* **What you are asked to do**
Using the entries that follow, state how many lines contain "errors", with no other words.

[Records from a collection]
--- START ---

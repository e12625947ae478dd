//! Task scheduling, retries, timeouts and cancellation on real processes

use std::fs;
use std::thread;
use std::time::{Duration, Instant};

use serial_test::serial;
use tempfile::TempDir;

use weft::executor::{CancelFlag, ExecutorConfig, TaskExecutor};
use weft::models::{RunStatus, TaskStatus};
use weft::Engine;

use super::helpers::{marker, plan, run, task, task_ids};

#[test]
fn test_start_never_precedes_dependency_end() {
    let report = run(
        r#"
metadata: {id: diamond, name: Diamond, version: 1.0.0}
tasks:
  - {id: root, name: Root, command: "sleep 0.1"}
  - {id: left, name: Left, command: "sleep 0.1", dependsOn: [root]}
  - {id: right, name: Right, command: "sleep 0.1", dependsOn: [root]}
  - {id: join, name: Join, command: "true", dependsOn: [left, right]}
"#,
        ExecutorConfig::default().with_max_parallel(4),
    );

    assert_eq!(report.status, RunStatus::Passed);
    let edges = [
        ("left", "root"),
        ("right", "root"),
        ("join", "left"),
        ("join", "right"),
    ];
    for (dependent, dependency) in edges {
        assert!(
            task(&report, dependency).end_time <= task(&report, dependent).start_time,
            "{dependent} started before {dependency} finished"
        );
    }
}

#[test]
fn test_declaration_order_breaks_ties() {
    let report = run(
        r#"
metadata: {id: p, name: P, version: 1.0.0}
tasks:
  - {id: zeta, name: Z, command: "true"}
  - {id: alpha, name: A, command: "true"}
  - {id: mid, name: M, command: "true"}
"#,
        ExecutorConfig::default(),
    );

    assert_eq!(task_ids(&report), vec!["zeta", "alpha", "mid"]);
}

#[test]
fn test_continue_on_error_runs_independent_work() {
    let report = run(
        r#"
metadata: {id: p, name: P, version: 1.0.0}
tasks:
  - {id: failing-task, name: F, command: "exit 1"}
  - {id: dependent-task, name: D, command: "true", dependsOn: [failing-task]}
  - {id: independent-task, name: I, command: "true"}
"#,
        ExecutorConfig::default().with_continue_on_error(true),
    );

    assert_eq!(report.status, RunStatus::Failed);
    assert_eq!(task(&report, "failing-task").status, TaskStatus::Failed);
    assert_eq!(task(&report, "dependent-task").status, TaskStatus::Skipped);
    assert_eq!(task(&report, "dependent-task").attempts, 0);
    assert_eq!(task(&report, "independent-task").status, TaskStatus::Completed);
    assert_eq!(report.summary.skipped_tasks, 1);
}

#[test]
fn test_retry_policy_with_backoff() {
    let dir = TempDir::new().unwrap();
    let counter = marker(dir.path(), "attempts");
    let yaml = format!(
        r#"
metadata: {{id: p, name: P, version: 1.0.0}}
tasks:
  - id: flaky
    name: Flaky
    command: "echo x >> {counter}; [ $(wc -l < {counter}) -ge 2 ]"
    retry:
      maxAttempts: 3
      delay: 0.05
      backoffMultiplier: 2
"#
    );

    let report = run(&yaml, ExecutorConfig::default());

    let flaky = task(&report, "flaky");
    assert_eq!(flaky.status, TaskStatus::Completed);
    assert_eq!(flaky.attempts, 2);
    assert_eq!(fs::read_to_string(dir.path().join("attempts")).unwrap().lines().count(), 2);
}

#[test]
fn test_working_dir_is_relative_to_base_dir() {
    let dir = TempDir::new().unwrap();
    fs::create_dir(dir.path().join("web")).unwrap();
    let report = run(
        r#"
metadata: {id: p, name: P, version: 1.0.0}
tasks:
  - {id: where, name: Where, command: "touch here", workingDir: web}
"#,
        ExecutorConfig::default().with_base_dir(dir.path()),
    );

    assert!(report.is_success());
    assert!(dir.path().join("web/here").exists());
}

#[test]
#[serial]
fn test_timeout_kills_the_whole_process_group() {
    let dir = TempDir::new().unwrap();
    let late = marker(dir.path(), "late");
    let yaml = format!(
        r#"
metadata: {{id: p, name: P, version: 1.0.0}}
tasks:
  - id: slow
    name: Slow
    command: "(sleep 1; touch {late}) & wait"
    timeout: 0.2
"#
    );

    let started = Instant::now();
    let report = run(&yaml, ExecutorConfig::default());

    let slow = task(&report, "slow");
    assert!(slow.timed_out);
    assert_eq!(slow.status, TaskStatus::Failed);
    assert!(started.elapsed() < Duration::from_millis(900));

    thread::sleep(Duration::from_millis(1300));
    assert!(!dir.path().join("late").exists(), "grandchild outlived the timeout");
}

#[test]
#[serial]
fn test_cancellation_stops_running_and_pending_tasks() {
    let plan = plan(
        r#"
metadata: {id: p, name: P, version: 1.0.0}
tasks:
  - {id: long, name: Long, command: "sleep 5"}
  - {id: after, name: After, command: "true", dependsOn: [long]}
"#,
    );
    let cancel = CancelFlag::new();
    let trigger = cancel.clone();
    let canceller = thread::spawn(move || {
        thread::sleep(Duration::from_millis(200));
        trigger.cancel();
    });

    let started = Instant::now();
    let report = Engine::new(ExecutorConfig::default())
        .with_cancel_flag(cancel)
        .run(&plan)
        .unwrap();
    canceller.join().unwrap();

    assert!(started.elapsed() < Duration::from_secs(3));
    assert_eq!(report.status, RunStatus::Cancelled);
    assert_eq!(task_ids(&report), vec!["long"]);
    assert_eq!(task(&report, "long").error.as_deref(), Some("run cancelled"));
    assert_eq!(report.summary.not_started_tasks, 1);
}

#[test]
fn test_executor_can_run_a_single_task() {
    let plan = plan(
        r#"
metadata: {id: p, name: P, version: 1.0.0}
tasks:
  - {id: greet, name: Greet, command: "echo \"hello $WHO\"", env: {WHO: weft}}
"#,
    );

    let result = TaskExecutor::new(ExecutorConfig::default()).run_task(&plan.tasks[0]);

    assert_eq!(result.stdout.trim(), "hello weft");
    assert_eq!(result.exit_code, Some(0));
}
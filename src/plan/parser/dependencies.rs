//! Dependency cross-validation: unknown references and cycles

use std::collections::HashMap;

use crate::plan::graph::find_cycles;
use crate::plan::schema::{ValidationError, ValidationErrorKind};

/// A task as seen by dependency validation
pub(crate) struct DependencyEntry<'a> {
    /// Document path of the task, e.g. `tasks[3]`
    pub path: String,
    pub id: &'a str,
    pub depends_on: &'a [String],
}

/// Report unknown dependencies and every dependency cycle.
///
/// Entries must have unique identifiers. Cycle detection runs over the
/// resolvable edges only, so an unknown reference is reported exactly once.
pub(crate) fn validate_dependencies(entries: &[DependencyEntry<'_>]) -> Vec<ValidationError> {
    let mut errors = Vec::new();
    let index: HashMap<&str, usize> = entries
        .iter()
        .enumerate()
        .map(|(i, entry)| (entry.id, i))
        .collect();

    let mut adjacency = Vec::with_capacity(entries.len());
    for entry in entries {
        let mut edges = Vec::new();
        for (j, dep) in entry.depends_on.iter().enumerate() {
            match index.get(dep.as_str()) {
                Some(&target) => edges.push(target),
                None => errors.push(ValidationError::new(
                    ValidationErrorKind::UnknownDependency,
                    format!("{}.dependsOn[{j}]", entry.path),
                    format!("task '{}' depends on unknown task '{dep}'", entry.id),
                )),
            }
        }
        adjacency.push(edges);
    }

    for cycle in find_cycles(&adjacency) {
        let names: Vec<&str> = cycle.iter().map(|&i| entries[i].id).collect();
        let start = &entries[cycle[0]];
        errors.push(ValidationError::new(
            ValidationErrorKind::CircularDependency,
            format!("{}.dependsOn", start.path),
            format!("circular dependency detected: {}", names.join(" -> ")),
        ));
    }

    errors
}

/// Report gates whose `taskId` does not name a known task
pub(crate) fn validate_gate_references<'a>(
    gates: impl IntoIterator<Item = (String, &'a str)>,
    task_ids: &[&str],
) -> Vec<ValidationError> {
    gates
        .into_iter()
        .filter(|(_, task_id)| !task_ids.contains(task_id))
        .map(|(path, task_id)| {
            ValidationError::new(
                ValidationErrorKind::UnknownDependency,
                path,
                format!("gate references unknown task '{task_id}'"),
            )
        })
        .collect()
}
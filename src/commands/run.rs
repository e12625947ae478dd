//! Plan execution command
//! Usage: weft run <plan> [--dry-run] [--json]

use anyhow::{bail, Context, Result};
use colored::Colorize;
use std::path::PathBuf;

use super::{prepare, print_gate_result, print_output_tail, status_indicator};
use crate::config::ConfigOverrides;
use crate::executor::CancelFlag;
use crate::models::{ExecutionReport, RunStatus, TaskStatus};
use crate::plan::schema::Plan;

pub struct RunOptions {
    pub plan_path: PathBuf,
    pub config_path: Option<PathBuf>,
    pub overrides: ConfigOverrides,
    /// Print the report as JSON instead of a summary
    pub json: bool,
}

/// Execute the run command
pub fn execute(options: RunOptions, cancel: CancelFlag) -> Result<()> {
    let (parsed, engine) = prepare(
        &options.plan_path,
        options.config_path.as_deref(),
        &options.overrides,
        cancel,
    )?;
    let mut plan = parsed.plan;

    if !options.json {
        let mode = if engine.executor().config().dry_run {
            " (dry run)"
        } else {
            ""
        };
        println!(
            "{} Running plan '{}'{}...\n",
            "→".cyan().bold(),
            plan.metadata.name,
            mode
        );
    }

    let report = engine.run(&plan)?;
    plan.attach_results(&report.tasks);

    if options.json {
        let json = serde_json::to_string_pretty(&report).context("Failed to serialize report")?;
        println!("{json}");
    } else {
        print_report(&plan, &report);
    }

    match report.status {
        RunStatus::Passed => Ok(()),
        RunStatus::Failed => bail!("Plan '{}' failed", report.plan_id),
        RunStatus::Cancelled => bail!("Plan '{}' was cancelled", report.plan_id),
    }
}

fn print_report(plan: &Plan, report: &ExecutionReport) {
    println!("{}", "Tasks:".bold());
    for task in &plan.tasks {
        let detail = match &task.result {
            Some(result) => {
                let mut line = format!("{}ms", result.duration.as_millis());
                if result.attempts > 1 {
                    line.push_str(&format!(", {} attempts", result.attempts));
                }
                if let Some(error) = &result.error {
                    line.push_str(&format!(", {error}"));
                }
                line
            }
            None => "not started".to_string(),
        };
        println!(
            "  {} {} {}",
            status_indicator(task.status),
            task.id,
            format!("({detail})").dimmed()
        );
        if let (TaskStatus::Failed, Some(result)) = (task.status, &task.result) {
            print_output_tail("stdout", &result.stdout);
            print_output_tail("stderr", &result.stderr);
        }
    }

    if !report.gates.is_empty() {
        println!("\n{}", "Quality gates:".bold());
        for gate in &report.gates {
            print_gate_result(gate);
        }
    }

    let summary = &report.summary;
    println!(
        "\n{} {} | tasks: {} completed, {} failed, {} skipped, {} not started | gates: {}/{} passed | {}ms",
        "Summary:".bold(),
        match report.status {
            RunStatus::Passed => "PASSED".green().bold(),
            RunStatus::Failed => "FAILED".red().bold(),
            RunStatus::Cancelled => "CANCELLED".yellow().bold(),
        },
        summary.completed_tasks,
        summary.failed_tasks,
        summary.skipped_tasks,
        summary.not_started_tasks,
        summary.passed_gates,
        summary.total_gates,
        report.duration.as_millis()
    );
}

--- END ---

* **Answer box**
4